Ella argumenta que las nuevas disposiciones éticas del proyecto de ley, que han recibido el respaldo del presidente Trump, son insuficientes y están diseñadas para proteger los intereses financieros de Trump en el mercado de criptomonedas.
Warren sostiene que estas disposiciones permitirían a Trump continuar beneficiándose de sus negocios de criptomonedas, incluyendo World Liberty Financial, sin enfrentar acciones de cumplimiento.

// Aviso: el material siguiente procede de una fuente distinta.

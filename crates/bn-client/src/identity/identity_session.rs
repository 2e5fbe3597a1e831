/// The provider's live identity and its tokens. Never written to disk.
#[derive(Clone, PartialEq, Eq)]
pub struct IdentitySession {
    pub identity_id: String,
    pub email: String,
    pub id_token: String,
    pub refresh_token: String,
}

// Tokens stay out of logs.
impl std::fmt::Debug for IdentitySession {
    fn fmt(&self, f: &mut std::fmt::Formatter<'_>) -> std::fmt::Result {
        f.debug_struct("IdentitySession")
            .field("identity_id", &self.identity_id)
            .field("email", &self.email)
            .finish_non_exhaustive()
    }
}
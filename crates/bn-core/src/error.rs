use std::panic::Location;
use std::result::Result as StdResult;

use error_location::ErrorLocation;
use thiserror::Error;

#[derive(Error, Debug)]
pub enum CoreError {
    #[error("Validation error on '{field}': {message} {location}")]
    Validation {
        field: &'static str,
        message: String,
        location: ErrorLocation,
    },
}

impl CoreError {
    /// Creates a Validation error at caller location.
    #[track_caller]
    pub fn validation(field: &'static str, message: impl Into<String>) -> Self {
        Self::Validation {
            field,
            message: message.into(),
            location: ErrorLocation::from(Location::caller()),
        }
    }

    /// The message suitable for showing to the user, without diagnostics.
    pub fn user_message(&self) -> &str {
        match self {
            Self::Validation { message, .. } => message,
        }
    }

    /// The input field the error refers to.
    pub fn field(&self) -> &'static str {
        match self {
            Self::Validation { field, .. } => field,
        }
    }
}

pub type Result<T> = StdResult<T, CoreError>;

La Ley de Claridad requiere al menos 60 votos para aprobarse, y aunque los líderes republicanos esperan obtener algo de apoyo demócrata, las críticas de Warren podrían influir en las opiniones en contra del proyecto de ley.
Además, planea proponer la 'Ley para Poner Fin a la Corrupción Presidencial en la Banca', que busca prevenir que altos funcionarios del gobierno participen en ciertas actividades bancarias, aunque sus posibilidades de aprobación en el Senado controlado por los republicanos parecen escasas.
Los comentarios de Warren subrayan las preocupaciones sobre el potencial de la Ley de Claridad para aumentar el poder financiero e influencia de Trump dentro del sector de criptomonedas, generando alarmas sobre las implicaciones para la integridad del mercado y la supervisión regulatoria.
El resultado de la votación podría impactar significativamente el futuro de la regulación de criptomonedas en EE. UU. y la legitimidad percibida del mercado.